* [The task]:
Output range, inclusive: from the line containing "holds the business" to the line containing "use crate::model::ChangeSet;". Restate those lines from the data below word for word and only those.

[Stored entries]
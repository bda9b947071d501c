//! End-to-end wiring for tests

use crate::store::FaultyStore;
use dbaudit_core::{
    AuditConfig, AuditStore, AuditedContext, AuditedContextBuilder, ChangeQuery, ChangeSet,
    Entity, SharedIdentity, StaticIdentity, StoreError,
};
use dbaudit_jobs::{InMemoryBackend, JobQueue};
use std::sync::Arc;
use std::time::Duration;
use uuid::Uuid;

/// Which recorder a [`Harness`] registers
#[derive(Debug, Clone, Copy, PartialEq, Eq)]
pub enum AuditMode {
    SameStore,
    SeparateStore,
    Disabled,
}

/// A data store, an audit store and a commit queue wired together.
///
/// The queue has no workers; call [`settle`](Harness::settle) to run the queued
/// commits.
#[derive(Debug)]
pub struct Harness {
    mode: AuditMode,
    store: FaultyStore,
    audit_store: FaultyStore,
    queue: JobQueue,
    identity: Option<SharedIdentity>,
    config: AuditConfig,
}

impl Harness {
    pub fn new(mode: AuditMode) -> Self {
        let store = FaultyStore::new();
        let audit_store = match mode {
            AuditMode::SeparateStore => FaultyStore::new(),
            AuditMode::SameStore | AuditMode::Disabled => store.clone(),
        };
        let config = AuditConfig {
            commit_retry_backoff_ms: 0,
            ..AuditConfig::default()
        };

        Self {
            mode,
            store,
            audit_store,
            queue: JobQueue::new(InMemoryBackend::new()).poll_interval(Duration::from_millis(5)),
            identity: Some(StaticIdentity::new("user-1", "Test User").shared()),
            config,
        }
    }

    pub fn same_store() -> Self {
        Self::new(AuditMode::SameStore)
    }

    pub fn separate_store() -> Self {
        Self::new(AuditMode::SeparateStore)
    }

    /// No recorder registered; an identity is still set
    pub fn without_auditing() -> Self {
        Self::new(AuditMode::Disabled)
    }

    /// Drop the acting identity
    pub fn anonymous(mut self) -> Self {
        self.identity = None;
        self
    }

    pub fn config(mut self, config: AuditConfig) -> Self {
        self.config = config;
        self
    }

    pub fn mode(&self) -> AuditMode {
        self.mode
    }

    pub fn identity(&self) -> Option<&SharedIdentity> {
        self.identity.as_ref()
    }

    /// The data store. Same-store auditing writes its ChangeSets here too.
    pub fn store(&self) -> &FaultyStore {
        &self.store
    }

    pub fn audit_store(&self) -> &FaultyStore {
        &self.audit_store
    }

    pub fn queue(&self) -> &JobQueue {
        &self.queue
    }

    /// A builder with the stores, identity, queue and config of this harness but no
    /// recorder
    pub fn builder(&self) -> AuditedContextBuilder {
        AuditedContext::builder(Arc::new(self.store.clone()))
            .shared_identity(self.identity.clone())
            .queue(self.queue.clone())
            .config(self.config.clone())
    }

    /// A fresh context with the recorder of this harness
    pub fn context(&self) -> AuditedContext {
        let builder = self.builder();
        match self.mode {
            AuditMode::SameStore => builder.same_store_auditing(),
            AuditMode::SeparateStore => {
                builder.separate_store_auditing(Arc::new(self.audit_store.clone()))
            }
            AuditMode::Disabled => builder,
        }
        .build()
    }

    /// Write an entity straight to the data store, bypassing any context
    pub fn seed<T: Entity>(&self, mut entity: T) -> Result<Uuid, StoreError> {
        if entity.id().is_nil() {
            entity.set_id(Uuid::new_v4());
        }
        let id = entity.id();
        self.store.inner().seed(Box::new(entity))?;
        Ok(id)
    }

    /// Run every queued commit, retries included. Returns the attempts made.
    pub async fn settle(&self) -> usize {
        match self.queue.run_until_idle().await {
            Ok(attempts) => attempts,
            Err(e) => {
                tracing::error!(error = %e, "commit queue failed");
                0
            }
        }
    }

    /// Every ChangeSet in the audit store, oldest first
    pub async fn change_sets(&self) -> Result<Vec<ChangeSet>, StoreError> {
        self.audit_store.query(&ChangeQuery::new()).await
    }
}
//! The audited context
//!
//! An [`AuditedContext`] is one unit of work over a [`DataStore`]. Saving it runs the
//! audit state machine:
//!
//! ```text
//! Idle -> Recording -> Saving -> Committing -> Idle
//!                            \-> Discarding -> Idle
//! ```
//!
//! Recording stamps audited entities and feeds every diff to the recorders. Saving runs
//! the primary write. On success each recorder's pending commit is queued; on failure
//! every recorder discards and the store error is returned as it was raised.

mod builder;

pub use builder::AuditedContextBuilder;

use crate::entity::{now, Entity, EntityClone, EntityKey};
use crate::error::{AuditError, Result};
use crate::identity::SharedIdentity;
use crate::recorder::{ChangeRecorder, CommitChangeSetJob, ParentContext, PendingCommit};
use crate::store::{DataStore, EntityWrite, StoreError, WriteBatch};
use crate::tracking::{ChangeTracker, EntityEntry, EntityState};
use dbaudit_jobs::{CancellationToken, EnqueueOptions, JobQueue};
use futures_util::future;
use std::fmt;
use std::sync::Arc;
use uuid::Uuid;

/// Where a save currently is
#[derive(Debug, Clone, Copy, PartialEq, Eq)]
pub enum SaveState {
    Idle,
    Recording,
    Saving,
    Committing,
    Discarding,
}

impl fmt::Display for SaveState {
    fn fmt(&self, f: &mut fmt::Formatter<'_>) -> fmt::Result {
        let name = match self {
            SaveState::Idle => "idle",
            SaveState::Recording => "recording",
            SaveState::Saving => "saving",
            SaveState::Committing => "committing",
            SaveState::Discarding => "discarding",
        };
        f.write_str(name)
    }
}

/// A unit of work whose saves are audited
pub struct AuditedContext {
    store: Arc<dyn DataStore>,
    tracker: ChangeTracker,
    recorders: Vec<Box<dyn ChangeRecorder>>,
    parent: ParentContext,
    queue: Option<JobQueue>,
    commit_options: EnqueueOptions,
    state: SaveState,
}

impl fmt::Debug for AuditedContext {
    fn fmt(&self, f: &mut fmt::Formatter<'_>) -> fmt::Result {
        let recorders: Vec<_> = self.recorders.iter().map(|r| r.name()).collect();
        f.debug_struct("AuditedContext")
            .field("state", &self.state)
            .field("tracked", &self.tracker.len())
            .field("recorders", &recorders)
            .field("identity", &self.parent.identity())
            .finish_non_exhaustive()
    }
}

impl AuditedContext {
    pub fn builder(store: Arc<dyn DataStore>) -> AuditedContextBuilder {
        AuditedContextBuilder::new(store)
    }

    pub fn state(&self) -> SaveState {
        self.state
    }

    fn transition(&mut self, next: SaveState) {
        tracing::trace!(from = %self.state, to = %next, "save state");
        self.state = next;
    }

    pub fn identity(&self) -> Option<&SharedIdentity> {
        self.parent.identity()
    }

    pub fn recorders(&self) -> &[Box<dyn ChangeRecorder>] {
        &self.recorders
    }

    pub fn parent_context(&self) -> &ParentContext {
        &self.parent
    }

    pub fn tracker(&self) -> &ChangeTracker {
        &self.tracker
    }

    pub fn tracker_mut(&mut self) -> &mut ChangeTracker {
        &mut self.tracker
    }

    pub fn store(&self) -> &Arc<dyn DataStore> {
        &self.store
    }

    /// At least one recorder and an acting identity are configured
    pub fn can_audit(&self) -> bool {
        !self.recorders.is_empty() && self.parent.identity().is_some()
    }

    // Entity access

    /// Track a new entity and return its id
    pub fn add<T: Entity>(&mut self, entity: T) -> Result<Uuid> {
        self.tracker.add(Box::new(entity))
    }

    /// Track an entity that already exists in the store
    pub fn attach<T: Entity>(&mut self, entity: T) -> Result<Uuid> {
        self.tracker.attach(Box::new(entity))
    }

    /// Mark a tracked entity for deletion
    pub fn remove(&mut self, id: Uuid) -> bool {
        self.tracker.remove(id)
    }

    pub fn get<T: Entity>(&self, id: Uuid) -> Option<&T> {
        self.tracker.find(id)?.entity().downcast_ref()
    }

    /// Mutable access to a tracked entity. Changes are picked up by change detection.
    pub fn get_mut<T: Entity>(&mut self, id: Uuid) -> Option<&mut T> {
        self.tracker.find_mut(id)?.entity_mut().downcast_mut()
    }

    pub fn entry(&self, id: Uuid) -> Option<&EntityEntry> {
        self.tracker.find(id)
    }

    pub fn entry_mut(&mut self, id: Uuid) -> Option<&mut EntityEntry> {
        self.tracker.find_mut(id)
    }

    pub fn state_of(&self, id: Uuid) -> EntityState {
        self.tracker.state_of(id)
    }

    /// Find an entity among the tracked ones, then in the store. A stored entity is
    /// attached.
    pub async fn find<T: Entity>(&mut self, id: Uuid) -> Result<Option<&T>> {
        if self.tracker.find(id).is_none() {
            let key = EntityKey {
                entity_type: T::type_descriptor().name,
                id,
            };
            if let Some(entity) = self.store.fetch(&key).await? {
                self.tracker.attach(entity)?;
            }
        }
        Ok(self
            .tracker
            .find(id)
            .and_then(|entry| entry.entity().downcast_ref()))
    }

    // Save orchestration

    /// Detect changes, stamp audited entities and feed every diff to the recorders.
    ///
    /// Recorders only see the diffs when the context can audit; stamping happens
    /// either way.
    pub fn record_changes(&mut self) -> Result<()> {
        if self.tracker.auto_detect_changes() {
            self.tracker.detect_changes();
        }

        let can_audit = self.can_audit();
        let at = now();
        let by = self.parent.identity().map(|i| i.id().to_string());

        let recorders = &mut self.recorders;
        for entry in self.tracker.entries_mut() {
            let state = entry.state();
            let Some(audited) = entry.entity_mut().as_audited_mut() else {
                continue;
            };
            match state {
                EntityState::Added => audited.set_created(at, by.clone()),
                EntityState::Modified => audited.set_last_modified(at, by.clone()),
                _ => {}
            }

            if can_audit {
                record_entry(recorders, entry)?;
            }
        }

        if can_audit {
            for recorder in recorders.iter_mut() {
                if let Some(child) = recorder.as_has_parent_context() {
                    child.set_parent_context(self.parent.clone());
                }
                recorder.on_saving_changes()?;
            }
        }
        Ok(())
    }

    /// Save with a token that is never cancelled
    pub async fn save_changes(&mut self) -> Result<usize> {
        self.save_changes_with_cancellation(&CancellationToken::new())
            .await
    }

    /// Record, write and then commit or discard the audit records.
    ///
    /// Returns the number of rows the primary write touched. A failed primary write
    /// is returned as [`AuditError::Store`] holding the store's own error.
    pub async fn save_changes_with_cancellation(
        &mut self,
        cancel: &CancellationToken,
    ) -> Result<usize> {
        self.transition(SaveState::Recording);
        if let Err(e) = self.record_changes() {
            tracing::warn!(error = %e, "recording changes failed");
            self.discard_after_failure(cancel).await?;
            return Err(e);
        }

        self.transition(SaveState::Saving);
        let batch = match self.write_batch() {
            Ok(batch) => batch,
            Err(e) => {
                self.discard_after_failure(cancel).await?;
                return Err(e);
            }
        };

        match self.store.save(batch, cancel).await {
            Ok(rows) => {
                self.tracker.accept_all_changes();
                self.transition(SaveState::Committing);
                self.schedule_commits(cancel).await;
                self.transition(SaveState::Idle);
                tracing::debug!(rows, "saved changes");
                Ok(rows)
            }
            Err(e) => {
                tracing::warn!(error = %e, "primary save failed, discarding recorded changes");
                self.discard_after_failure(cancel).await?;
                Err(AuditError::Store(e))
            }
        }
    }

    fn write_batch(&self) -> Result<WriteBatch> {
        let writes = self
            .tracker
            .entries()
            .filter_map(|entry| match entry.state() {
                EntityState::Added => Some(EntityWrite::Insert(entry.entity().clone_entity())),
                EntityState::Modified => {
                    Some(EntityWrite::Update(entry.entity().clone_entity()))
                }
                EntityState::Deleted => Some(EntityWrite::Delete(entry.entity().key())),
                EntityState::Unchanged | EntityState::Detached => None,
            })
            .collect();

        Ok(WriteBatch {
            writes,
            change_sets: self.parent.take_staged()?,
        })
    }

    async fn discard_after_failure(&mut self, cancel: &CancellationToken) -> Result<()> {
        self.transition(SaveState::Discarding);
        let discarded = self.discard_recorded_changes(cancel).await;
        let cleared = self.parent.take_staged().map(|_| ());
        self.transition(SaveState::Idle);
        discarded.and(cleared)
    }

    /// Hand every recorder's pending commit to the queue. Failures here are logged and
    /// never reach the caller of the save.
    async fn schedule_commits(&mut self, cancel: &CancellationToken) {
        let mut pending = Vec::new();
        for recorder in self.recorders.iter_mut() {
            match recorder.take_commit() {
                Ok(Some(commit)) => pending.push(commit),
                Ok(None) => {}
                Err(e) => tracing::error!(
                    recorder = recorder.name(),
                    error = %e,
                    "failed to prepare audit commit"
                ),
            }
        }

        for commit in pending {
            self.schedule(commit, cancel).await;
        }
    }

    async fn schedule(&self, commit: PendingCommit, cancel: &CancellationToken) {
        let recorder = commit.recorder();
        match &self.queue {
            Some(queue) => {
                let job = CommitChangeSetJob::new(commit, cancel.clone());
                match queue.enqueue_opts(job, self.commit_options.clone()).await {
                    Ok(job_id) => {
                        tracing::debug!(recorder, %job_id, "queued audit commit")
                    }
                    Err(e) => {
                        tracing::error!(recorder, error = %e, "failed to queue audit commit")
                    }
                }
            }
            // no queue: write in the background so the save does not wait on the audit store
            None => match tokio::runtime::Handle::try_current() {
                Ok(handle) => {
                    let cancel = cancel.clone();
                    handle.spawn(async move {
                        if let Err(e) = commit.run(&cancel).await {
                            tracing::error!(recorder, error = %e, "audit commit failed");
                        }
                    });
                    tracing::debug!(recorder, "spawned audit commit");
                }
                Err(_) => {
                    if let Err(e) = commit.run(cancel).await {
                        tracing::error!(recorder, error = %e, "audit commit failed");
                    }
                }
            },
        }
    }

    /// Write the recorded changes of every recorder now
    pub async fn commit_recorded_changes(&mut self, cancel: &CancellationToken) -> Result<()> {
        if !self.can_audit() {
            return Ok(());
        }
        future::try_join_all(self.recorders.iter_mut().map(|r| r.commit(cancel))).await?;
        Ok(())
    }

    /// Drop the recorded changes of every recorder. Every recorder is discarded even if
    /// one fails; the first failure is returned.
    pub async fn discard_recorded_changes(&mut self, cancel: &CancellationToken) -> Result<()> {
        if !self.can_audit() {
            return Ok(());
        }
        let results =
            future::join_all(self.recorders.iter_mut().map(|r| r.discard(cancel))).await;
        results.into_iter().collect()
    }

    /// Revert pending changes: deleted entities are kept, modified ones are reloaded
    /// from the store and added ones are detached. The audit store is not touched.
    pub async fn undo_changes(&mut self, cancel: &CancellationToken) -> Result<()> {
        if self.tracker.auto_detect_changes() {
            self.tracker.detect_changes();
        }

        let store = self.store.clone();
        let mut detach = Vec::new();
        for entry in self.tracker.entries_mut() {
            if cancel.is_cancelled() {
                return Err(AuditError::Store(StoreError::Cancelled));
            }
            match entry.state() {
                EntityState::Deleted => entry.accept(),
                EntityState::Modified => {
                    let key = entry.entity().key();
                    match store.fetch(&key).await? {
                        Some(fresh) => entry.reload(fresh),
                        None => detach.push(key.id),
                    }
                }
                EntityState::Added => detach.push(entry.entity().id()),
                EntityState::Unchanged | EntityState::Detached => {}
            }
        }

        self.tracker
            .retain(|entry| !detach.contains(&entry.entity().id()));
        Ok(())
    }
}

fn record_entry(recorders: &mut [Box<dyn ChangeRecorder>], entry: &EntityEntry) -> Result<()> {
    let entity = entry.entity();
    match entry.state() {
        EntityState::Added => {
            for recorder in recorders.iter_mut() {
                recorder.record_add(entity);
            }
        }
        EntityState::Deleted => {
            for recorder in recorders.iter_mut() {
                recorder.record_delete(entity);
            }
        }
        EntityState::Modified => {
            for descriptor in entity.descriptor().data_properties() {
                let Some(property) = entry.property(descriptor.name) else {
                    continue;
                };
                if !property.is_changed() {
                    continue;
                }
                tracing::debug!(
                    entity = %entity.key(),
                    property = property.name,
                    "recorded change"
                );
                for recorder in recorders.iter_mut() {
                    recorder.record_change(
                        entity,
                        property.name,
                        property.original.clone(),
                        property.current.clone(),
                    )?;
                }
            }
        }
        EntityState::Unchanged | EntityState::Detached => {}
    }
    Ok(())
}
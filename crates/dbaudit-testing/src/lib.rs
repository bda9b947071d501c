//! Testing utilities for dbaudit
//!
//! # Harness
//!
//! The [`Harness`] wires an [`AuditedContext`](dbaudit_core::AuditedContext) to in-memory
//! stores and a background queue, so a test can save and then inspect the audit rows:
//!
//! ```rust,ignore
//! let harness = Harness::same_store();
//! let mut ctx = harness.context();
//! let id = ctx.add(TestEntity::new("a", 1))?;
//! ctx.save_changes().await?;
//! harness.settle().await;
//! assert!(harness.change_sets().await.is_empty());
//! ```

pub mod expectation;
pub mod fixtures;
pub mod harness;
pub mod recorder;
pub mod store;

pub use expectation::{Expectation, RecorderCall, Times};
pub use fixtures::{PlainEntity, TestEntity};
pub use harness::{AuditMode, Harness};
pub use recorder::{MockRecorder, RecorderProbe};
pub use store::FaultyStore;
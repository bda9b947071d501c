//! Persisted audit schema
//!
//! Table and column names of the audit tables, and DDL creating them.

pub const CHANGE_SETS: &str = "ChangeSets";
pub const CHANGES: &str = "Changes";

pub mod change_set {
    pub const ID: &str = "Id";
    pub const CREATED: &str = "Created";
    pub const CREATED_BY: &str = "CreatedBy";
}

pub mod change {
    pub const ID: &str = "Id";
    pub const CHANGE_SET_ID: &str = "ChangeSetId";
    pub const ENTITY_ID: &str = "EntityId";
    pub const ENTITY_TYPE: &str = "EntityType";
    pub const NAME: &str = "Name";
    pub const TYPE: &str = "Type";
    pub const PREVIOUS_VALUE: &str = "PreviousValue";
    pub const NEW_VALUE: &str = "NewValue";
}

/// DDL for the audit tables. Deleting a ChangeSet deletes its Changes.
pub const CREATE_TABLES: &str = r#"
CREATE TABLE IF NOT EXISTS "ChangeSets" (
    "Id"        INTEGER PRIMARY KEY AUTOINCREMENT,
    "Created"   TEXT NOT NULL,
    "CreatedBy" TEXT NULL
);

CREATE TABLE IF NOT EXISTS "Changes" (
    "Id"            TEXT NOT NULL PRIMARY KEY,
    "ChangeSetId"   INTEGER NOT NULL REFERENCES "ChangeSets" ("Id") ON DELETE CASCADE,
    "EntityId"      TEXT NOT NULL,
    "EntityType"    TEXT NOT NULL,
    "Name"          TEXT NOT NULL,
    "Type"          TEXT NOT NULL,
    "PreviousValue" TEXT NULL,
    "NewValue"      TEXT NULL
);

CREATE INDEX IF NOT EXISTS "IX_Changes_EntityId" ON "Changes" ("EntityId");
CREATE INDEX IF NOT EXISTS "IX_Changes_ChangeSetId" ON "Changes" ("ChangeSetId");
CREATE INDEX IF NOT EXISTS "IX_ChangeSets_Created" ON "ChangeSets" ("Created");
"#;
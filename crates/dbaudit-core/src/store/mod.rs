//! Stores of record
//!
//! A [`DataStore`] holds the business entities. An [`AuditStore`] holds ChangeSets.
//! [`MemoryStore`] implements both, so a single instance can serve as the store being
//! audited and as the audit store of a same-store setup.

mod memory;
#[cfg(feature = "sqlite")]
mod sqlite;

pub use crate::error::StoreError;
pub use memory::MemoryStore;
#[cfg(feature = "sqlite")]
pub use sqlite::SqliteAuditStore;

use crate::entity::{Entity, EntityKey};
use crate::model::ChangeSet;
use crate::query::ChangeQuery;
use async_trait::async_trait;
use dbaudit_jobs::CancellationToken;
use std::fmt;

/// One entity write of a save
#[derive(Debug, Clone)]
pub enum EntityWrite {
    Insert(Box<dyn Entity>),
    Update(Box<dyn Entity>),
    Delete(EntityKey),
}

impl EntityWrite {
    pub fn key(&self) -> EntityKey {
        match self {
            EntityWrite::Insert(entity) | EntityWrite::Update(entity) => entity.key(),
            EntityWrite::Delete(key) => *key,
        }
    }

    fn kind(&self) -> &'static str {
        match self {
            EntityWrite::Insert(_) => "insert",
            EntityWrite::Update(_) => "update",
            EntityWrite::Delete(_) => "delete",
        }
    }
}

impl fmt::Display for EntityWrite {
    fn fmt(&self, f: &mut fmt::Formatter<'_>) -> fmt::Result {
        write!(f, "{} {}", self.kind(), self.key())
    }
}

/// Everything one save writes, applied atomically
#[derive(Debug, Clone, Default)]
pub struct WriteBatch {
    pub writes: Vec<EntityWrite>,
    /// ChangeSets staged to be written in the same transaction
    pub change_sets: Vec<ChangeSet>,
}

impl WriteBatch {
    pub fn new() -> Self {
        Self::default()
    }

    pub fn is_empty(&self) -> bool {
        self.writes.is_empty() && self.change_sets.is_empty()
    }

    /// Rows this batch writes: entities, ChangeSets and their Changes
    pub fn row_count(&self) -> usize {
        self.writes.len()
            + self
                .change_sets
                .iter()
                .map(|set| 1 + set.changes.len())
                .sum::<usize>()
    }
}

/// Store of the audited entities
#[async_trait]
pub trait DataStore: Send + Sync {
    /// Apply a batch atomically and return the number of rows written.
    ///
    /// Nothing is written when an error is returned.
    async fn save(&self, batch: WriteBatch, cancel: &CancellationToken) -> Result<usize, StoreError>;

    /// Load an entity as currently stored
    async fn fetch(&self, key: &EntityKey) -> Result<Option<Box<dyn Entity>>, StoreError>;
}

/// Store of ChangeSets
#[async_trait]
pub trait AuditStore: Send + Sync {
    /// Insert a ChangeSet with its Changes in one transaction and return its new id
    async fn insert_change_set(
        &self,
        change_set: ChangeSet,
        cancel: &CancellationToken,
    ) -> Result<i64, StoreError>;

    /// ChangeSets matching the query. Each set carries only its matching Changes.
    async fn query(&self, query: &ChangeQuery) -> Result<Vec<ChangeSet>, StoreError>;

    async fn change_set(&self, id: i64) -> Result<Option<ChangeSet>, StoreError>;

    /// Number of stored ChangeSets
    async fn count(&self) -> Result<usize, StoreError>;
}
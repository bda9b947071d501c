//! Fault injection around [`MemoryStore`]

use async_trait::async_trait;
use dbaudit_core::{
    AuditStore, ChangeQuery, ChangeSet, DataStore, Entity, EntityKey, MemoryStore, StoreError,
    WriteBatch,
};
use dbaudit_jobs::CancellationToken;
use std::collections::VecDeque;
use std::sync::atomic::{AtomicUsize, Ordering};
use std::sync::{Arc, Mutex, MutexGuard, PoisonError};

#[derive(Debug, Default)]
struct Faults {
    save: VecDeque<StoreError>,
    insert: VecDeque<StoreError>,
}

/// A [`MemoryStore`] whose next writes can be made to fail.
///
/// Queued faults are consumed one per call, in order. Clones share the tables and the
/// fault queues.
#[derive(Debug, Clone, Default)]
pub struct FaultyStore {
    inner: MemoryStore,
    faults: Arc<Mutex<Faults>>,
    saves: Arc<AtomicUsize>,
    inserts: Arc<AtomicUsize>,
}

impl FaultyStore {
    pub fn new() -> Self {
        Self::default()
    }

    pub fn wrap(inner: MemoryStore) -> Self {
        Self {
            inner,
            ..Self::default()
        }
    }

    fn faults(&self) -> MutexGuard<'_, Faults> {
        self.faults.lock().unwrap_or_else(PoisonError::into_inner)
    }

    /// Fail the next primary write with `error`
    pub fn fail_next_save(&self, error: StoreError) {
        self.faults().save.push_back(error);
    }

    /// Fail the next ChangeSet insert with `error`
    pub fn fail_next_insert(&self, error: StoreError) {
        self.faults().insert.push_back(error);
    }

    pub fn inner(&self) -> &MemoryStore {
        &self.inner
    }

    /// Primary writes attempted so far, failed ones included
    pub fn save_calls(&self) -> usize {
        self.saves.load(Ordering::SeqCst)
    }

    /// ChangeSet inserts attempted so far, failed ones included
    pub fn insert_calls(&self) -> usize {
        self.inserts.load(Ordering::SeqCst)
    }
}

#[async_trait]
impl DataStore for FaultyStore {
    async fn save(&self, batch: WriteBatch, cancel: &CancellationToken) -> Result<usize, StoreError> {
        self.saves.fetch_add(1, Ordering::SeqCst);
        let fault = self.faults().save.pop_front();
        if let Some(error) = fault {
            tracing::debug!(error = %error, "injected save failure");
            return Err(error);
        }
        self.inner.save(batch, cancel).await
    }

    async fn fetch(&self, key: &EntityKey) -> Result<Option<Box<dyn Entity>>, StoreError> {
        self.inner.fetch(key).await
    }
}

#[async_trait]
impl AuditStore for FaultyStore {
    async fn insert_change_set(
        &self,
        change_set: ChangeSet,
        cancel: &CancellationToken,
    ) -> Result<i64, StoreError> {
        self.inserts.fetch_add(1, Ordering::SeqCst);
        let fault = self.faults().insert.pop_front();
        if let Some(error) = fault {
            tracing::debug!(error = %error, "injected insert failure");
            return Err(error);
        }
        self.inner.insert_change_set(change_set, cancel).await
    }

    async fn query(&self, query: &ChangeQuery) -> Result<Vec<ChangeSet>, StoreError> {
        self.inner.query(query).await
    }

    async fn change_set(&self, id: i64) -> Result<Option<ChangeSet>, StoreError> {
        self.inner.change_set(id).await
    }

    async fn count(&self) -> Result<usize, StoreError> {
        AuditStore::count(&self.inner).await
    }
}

* [Exercise output]:
//! A [`DataStore`] holds the business entities. An [`AuditStore`] holds ChangeSets.
//! [`MemoryStore`] implements both, so a single instance can serve as the store being
//! audited and as the audit store of a same-store setup.

mod memory;
#[cfg(feature = "sqlite")]
mod sqlite;

pub use crate::error::StoreError;
pub use memory::MemoryStore;
#[cfg(feature = "sqlite")]
pub use sqlite::SqliteAuditStore;

use crate::entity::{Entity, EntityKey};
use crate::model::ChangeSet;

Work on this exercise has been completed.